The research decodes their “two cities” construction: Apichatpong’s “Isan/Bangkok” and “Khon Kaen/political space”; Jia’s “Fenyang/Beijing” and “World Park/migrant settlements”. It analyzes dilemmas of groups like Isan minorities, Burmese immigrants, Chinese migrant workers, and clarifies the interactive relationship between marginal groups and dual-city spaces (escape, oppression, return). The research finds that Apichatpong constructs a fluid spiritual “two cities” with a “transcendental style”, providing a soul sanctuary for marginalized groups through time crystals, psychological spaces, and natural soundscapes. In contrast, Jia Zhangke creates material “two cities” with an “documentary aesthetics”, amplifying the real cries of the underclass by relying on long shots, dialects, and pop music. Although rooted in the different cultural contexts (Thai Buddhist tradition with internal diversity vs. China’s social transformation with regional urbanization differences), the two directors form a profound transnational resonance in terms of “criticizing homogeneous modernization”, “preserving marginal memories”, and “practicing humanistic care”. This study fills the gap in the “tale of two cities” perspective in the comparative study of Chinese and Thai art films, and provides a theoretical reference for cross-cultural dialogue in regional cinema, while acknowledging the limitation of selective sampling and proposing to extend the analytical framework to more directors in future research.
Highlights
Conducts a in-depth comparative analysis of the tale of two cities” narrative logic in the films of Apichatpong Weerasethakul and Jia Zhangke, clarifying the rationale for selecting the two directors and defining core research films with explicit screening criteria, filling the gap in Sino-Thai art cinema studies lacking systematic exploration of this spatial narrative framework.
Develops a “three-dimensional integration” research method (textual analysis + comparative study + cultural studies) with clear operational procedures, analytical tools and data sources, decoding the distinct construction of dual-city spaces—Apichatpong’s transcendental spiritual dual cities vs.

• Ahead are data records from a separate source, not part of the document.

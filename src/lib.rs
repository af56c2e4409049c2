#[macro_use]
extern crate failure;
#[macro_use]
extern crate log;

macro_rules! with_context {
	(( $fmt:tt $($t:tt)* ), $e:expr) => {{
		use failure::Error;

		match (|| { $e })() {
			Ok(v) => Ok(v),
			Err(e) => {
				let e: Error = e;
				let msg = format!(concat!($fmt, ": {}") $($t)*, e);
				Err(Error::from(e.context(msg)))
			}
		}
	}};

	($msg:expr, $e:expr) => {
		with_context!(("{}", $msg), $e)
	};
}

pub type AResult<T> = Result<T, failure::Error>;

pub mod bus;
pub mod gpio;
pub mod protocol;
pub mod sim;
pub mod tty;
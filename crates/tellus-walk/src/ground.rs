//! Surface queries against the body's collision mesh.

use glam::Vec3;
use tellus_collide::Ray;
use tellus_config::WalkConfig;
use tellus_scene::{NodeId, SceneGraph};
use tracing::trace;

use crate::basis::DEFAULT_UP;
use crate::body::BodyInfo;

/// Casts rays at the mesh carried by the surface node.
///
/// The mesh may be missing (body still generating) or swapped between
/// frames; every query degrades to a sphere of the body's current radius.
pub struct GroundQuery<'a> {
    scene: &'a SceneGraph,
    surface: NodeId,
    body: BodyInfo,
    min_radius: f32,
}

impl<'a> GroundQuery<'a> {
    #[must_use]
    pub fn new(scene: &'a SceneGraph, surface: NodeId, body: BodyInfo, config: &WalkConfig) -> Self {
        Self {
            scene,
            surface,
            body,
            min_radius: config.fallback_min_radius,
        }
    }

    /// Nearest world-space hit of a world-space ray, if the mesh is present
    /// and the ray touches it.
    #[must_use]
    pub fn cast(&self, origin: Vec3, direction: Vec3) -> Option<Vec3> {
        let mesh = self.scene.collider(self.surface)?;
        let to_world = self.scene.world_matrix(self.surface)?;
        let to_local = to_world.inverse();

        let ray = Ray::new(
            to_local.transform_point3(origin),
            to_local.transform_vector3(direction),
        )?;
        let hit = mesh.cast_ray(&ray, f32::INFINITY)?;
        Some(to_world.transform_point3(hit.point))
    }

    /// Surface point seen from `center` looking along `direction`.
    ///
    /// Never fails: without a hit the point lies on a sphere of
    /// [`current_radius`](Self::current_radius).
    #[must_use]
    pub fn surface_point(&self, center: Vec3, direction: Vec3) -> Vec3 {
        let direction = direction.normalize_or_zero();
        let direction = if direction == Vec3::ZERO {
            trace!("degenerate surface query direction; using default up");
            DEFAULT_UP
        } else {
            direction
        };

        if let Some(point) = self.cast(center, direction) {
            return point;
        }
        trace!("no surface hit along {direction}; using radius fallback");
        center + direction * self.current_radius().max(self.min_radius)
    }

    /// World-space radius of the body: the mesh's bounding radius when a mesh
    /// is loaded, otherwise the reported body radius.
    #[must_use]
    pub fn current_radius(&self) -> f32 {
        let mesh_radius = self.scene.collider(self.surface).and_then(|mesh| {
            let scale = self.scene.world_scale(self.surface)?;
            Some(mesh.bounding_radius() * scale)
        });
        match mesh_radius {
            Some(radius) if radius.is_finite() && radius > 0.0 => radius,
            _ if self.body.radius.is_finite() => self.body.radius,
            _ => 0.0,
        }
    }
}

#[cfg(test)]
mod tests {
    use super::*;
    use std::sync::Arc;
    use tellus_collide::BodyMeshBuilder;
    use tellus_scene::Transform;

    fn body(radius: f32) -> BodyInfo {
        BodyInfo {
            radius,
            gravity: 9.81,
        }
    }

    #[test]
    fn test_missing_mesh_falls_back_to_body_radius() {
        let mut scene = SceneGraph::new();
        let surface = scene.spawn("surface", Transform::from_translation(Vec3::new(5.0, 0.0, 0.0)));
        let query = GroundQuery::new(&scene, surface, body(3.0), &WalkConfig::default());
        let center = Vec3::new(5.0, 0.0, 0.0);
        let point = query.surface_point(center, Vec3::new(0.0, 0.0, 2.0));
        assert!((point - Vec3::new(5.0, 0.0, 3.0)).length() < 1e-6);
    }

    #[test]
    fn test_fallback_radius_has_floor() {
        let mut scene = SceneGraph::new();
        let surface = scene.spawn("surface", Transform::default());
        let query = GroundQuery::new(&scene, surface, body(0.0), &WalkConfig::default());
        let point = query.surface_point(Vec3::ZERO, Vec3::X);
        assert!((point.length() - 0.1).abs() < 1e-6);
    }

    #[test]
    fn test_degenerate_direction_never_panics() {
        let mut scene = SceneGraph::new();
        let surface = scene.spawn("surface", Transform::default());
        let query = GroundQuery::new(&scene, surface, body(2.0), &WalkConfig::default());
        let point = query.surface_point(Vec3::ZERO, Vec3::ZERO);
        assert!((point - DEFAULT_UP * 2.0).length() < 1e-6);
    }

    #[test]
    fn test_hit_through_transformed_node() {
        let mut scene = SceneGraph::new();
        let mut transform = Transform::from_translation(Vec3::new(0.0, 10.0, 0.0));
        transform.scale = 2.0;
        let surface = scene.spawn("surface", transform);
        let mesh = BodyMeshBuilder::new(1.0).subdivisions(3).build().unwrap();
        scene.set_collider(surface, Some(Arc::new(mesh)));

        let query = GroundQuery::new(&scene, surface, body(99.0), &WalkConfig::default());
        assert!((query.current_radius() - 2.0).abs() < 1e-4);

        let center = Vec3::new(0.0, 10.0, 0.0);
        let point = query.surface_point(center, Vec3::X);
        let distance = (point - center).length();
        assert!(distance > 1.9 && distance <= 2.0 + 1e-4, "distance {distance}");

        // Aimed from outside, the ray stops at the near side.
        let hit = query.cast(Vec3::new(0.0, 10.0, 20.0), Vec3::NEG_Z).unwrap();
        assert!(hit.z > 1.9 && hit.z <= 2.0 + 1e-4, "hit {hit}");
        assert!(query.cast(Vec3::new(0.0, 10.0, 20.0), Vec3::Z).is_none());
    }
}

Jia Zhangke’s realistic material dual cities—and revealing how audio-visual languages shape marginal narratives.
Identifies three core dimensions of transnational resonance between the two directors, refining the analysis of cultural contexts (internal diversity of Thai Buddhism, regional differences in China’s urbanization) to avoid over-generalization: criticizing homogeneous modernization, preserving marginal memories, and practicing humanistic care for vulnerable groups.
Uncovers the cultural specificity behind their narrative paths, and explicitly acknowledges the methodological limitation of selecting only two core directors, proposing extensions to more Sino-Thai art film directors in future research.